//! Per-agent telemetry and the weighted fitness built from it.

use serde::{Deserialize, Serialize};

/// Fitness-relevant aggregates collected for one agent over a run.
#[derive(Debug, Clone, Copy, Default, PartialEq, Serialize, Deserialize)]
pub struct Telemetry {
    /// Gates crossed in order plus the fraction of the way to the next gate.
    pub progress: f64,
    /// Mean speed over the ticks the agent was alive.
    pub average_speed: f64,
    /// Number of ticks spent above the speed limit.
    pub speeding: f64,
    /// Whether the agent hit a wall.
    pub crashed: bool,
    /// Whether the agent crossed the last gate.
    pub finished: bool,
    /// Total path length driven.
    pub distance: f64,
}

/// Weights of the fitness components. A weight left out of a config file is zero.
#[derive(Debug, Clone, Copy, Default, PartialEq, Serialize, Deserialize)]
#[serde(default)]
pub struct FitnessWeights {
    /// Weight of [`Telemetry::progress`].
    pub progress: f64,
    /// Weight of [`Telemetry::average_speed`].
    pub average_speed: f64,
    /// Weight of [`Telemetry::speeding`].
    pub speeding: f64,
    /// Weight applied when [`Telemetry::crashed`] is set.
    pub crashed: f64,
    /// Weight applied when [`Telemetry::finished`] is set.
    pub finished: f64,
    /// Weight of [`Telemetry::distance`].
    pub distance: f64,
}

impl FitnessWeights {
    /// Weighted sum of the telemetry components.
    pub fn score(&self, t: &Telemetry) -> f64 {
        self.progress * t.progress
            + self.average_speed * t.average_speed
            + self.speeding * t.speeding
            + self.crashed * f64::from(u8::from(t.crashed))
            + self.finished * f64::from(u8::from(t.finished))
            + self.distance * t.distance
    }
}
# # #
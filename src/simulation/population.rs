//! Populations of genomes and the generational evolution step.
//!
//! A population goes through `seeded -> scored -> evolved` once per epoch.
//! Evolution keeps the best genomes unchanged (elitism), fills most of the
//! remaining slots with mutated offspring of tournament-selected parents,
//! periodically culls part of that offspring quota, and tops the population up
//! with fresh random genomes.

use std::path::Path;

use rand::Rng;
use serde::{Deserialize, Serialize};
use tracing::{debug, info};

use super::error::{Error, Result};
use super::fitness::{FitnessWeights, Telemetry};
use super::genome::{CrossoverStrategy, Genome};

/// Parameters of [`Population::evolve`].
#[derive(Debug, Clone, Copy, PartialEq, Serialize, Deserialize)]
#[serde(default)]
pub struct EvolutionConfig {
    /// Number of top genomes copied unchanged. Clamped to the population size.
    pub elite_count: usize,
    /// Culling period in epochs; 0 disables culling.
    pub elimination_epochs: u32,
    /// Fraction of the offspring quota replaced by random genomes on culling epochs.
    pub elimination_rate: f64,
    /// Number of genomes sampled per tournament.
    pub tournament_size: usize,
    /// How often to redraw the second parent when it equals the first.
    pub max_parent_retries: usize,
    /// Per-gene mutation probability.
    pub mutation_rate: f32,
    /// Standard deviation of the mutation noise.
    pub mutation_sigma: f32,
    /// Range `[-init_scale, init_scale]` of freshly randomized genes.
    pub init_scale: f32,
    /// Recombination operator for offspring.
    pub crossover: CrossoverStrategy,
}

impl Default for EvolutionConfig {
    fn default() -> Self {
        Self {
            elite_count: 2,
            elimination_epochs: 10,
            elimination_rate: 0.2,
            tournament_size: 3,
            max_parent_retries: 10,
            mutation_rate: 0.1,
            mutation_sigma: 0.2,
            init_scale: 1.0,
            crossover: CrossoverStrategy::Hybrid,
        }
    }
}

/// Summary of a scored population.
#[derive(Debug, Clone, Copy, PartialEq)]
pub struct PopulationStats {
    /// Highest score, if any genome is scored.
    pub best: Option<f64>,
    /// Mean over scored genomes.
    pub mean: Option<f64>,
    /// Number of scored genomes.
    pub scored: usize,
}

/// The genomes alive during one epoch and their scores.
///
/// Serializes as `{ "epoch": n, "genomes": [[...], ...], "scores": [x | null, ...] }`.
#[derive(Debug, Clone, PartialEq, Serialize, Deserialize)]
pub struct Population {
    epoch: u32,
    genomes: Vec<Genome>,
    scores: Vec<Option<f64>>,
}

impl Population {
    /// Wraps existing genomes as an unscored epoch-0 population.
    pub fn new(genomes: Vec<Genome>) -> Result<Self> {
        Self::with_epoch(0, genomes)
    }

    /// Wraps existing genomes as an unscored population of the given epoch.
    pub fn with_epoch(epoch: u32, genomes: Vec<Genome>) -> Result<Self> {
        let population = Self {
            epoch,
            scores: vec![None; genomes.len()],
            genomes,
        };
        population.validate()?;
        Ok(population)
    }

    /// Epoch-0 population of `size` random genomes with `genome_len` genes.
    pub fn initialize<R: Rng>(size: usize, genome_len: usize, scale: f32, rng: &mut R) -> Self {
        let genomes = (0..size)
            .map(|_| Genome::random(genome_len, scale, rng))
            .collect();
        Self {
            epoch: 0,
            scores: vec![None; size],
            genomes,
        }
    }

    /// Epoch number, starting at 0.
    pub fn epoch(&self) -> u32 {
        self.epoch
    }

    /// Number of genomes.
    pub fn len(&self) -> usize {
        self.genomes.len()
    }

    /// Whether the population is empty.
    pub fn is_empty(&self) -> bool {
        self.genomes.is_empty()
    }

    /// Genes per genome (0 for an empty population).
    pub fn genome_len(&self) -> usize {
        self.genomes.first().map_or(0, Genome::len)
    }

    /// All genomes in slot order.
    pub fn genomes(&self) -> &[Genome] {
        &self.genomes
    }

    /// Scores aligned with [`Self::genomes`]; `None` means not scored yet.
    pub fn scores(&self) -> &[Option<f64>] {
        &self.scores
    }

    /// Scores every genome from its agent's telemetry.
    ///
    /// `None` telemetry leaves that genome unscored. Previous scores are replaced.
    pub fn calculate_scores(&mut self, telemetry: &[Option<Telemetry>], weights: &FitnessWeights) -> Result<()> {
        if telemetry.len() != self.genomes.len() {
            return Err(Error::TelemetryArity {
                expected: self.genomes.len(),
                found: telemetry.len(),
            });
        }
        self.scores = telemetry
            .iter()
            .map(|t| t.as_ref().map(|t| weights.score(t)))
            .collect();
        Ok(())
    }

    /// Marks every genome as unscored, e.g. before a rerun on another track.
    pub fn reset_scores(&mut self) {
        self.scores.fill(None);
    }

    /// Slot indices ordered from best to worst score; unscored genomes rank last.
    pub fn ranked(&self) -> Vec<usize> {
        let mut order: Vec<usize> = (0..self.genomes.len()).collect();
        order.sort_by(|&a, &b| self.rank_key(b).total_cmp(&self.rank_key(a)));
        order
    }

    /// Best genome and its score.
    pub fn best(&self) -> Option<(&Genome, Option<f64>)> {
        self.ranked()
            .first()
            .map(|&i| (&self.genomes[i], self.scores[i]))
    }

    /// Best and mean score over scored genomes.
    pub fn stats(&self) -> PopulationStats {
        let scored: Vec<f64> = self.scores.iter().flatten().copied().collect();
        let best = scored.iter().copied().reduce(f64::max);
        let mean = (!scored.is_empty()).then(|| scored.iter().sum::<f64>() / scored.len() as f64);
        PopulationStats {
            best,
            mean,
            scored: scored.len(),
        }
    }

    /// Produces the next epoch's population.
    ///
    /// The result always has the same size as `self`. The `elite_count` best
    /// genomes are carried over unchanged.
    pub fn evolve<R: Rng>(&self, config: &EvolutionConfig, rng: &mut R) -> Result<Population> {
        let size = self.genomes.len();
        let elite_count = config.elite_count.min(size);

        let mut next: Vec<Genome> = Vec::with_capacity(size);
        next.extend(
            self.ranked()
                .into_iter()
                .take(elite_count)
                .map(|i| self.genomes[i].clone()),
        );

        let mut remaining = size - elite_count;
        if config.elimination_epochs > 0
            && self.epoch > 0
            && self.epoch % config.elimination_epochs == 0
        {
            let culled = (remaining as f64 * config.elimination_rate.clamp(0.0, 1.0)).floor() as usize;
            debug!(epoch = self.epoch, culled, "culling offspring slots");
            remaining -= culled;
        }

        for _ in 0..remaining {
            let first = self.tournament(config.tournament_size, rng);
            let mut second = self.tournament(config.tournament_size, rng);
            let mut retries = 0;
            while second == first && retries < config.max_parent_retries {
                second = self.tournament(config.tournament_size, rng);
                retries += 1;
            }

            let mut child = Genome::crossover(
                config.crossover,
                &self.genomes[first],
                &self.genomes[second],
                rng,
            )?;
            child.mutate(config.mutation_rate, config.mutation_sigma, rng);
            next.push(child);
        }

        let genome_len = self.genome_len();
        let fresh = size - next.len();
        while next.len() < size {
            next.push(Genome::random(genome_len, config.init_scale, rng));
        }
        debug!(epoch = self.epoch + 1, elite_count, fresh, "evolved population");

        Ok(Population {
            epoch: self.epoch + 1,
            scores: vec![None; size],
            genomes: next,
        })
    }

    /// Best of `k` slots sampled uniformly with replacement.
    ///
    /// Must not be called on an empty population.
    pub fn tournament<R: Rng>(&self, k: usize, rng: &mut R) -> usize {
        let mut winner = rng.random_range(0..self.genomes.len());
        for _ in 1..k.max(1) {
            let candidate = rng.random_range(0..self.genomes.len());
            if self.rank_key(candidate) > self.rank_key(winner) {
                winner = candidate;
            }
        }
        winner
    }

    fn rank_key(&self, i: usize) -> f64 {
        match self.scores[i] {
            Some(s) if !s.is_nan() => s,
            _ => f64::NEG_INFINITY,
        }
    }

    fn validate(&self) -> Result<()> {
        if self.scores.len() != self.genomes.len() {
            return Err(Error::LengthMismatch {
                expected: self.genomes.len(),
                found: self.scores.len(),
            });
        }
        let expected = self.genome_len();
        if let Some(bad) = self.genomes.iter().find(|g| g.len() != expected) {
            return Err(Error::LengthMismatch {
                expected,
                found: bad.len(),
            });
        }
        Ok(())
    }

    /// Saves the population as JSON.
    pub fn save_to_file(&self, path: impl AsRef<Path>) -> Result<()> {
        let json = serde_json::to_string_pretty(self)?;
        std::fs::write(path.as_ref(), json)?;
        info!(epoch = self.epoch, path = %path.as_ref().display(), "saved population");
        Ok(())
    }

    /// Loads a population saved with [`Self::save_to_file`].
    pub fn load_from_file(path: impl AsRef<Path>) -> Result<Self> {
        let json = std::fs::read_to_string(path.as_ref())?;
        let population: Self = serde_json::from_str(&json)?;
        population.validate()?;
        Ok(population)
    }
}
# # #
# Aim of the exercise:
Print only what lies in the material above starting at the line with "The result always" and ending at the line with "epoch: self.epoch +", every line exactly as given.

# Final answer:
    /// The result always has the same size as `self`. The `elite_count` best
    /// genomes are carried over unchanged.
    pub fn evolve<R: Rng>(&self, config: &EvolutionConfig, rng: &mut R) -> Result<Population> {
        let size = self.genomes.len();
        let elite_count = config.elite_count.min(size);

        let mut next: Vec<Genome> = Vec::with_capacity(size);
        next.extend(
            self.ranked()
                .into_iter()
                .take(elite_count)
                .map(|i| self.genomes[i].clone()),
        );

        let mut remaining = size - elite_count;
        if config.elimination_epochs > 0
            && self.epoch > 0
            && self.epoch % config.elimination_epochs == 0
        {
            let culled = (remaining as f64 * config.elimination_rate.clamp(0.0, 1.0)).floor() as usize;
            debug!(epoch = self.epoch, culled, "culling offspring slots");
            remaining -= culled;
        }

        for _ in 0..remaining {
            let first = self.tournament(config.tournament_size, rng);
            let mut second = self.tournament(config.tournament_size, rng);
            let mut retries = 0;
            while second == first && retries < config.max_parent_retries {
                second = self.tournament(config.tournament_size, rng);
                retries += 1;
            }

            let mut child = Genome::crossover(
                config.crossover,
                &self.genomes[first],
                &self.genomes[second],
                rng,
            )?;
            child.mutate(config.mutation_rate, config.mutation_sigma, rng);
            next.push(child);
        }

        let genome_len = self.genome_len();
        let fresh = size - next.len();
        while next.len() < size {
            next.push(Genome::random(genome_len, config.init_scale, rng));
        }
        debug!(epoch = self.epoch + 1, elite_count, fresh, "evolved population");

        Ok(Population {
            epoch: self.epoch + 1,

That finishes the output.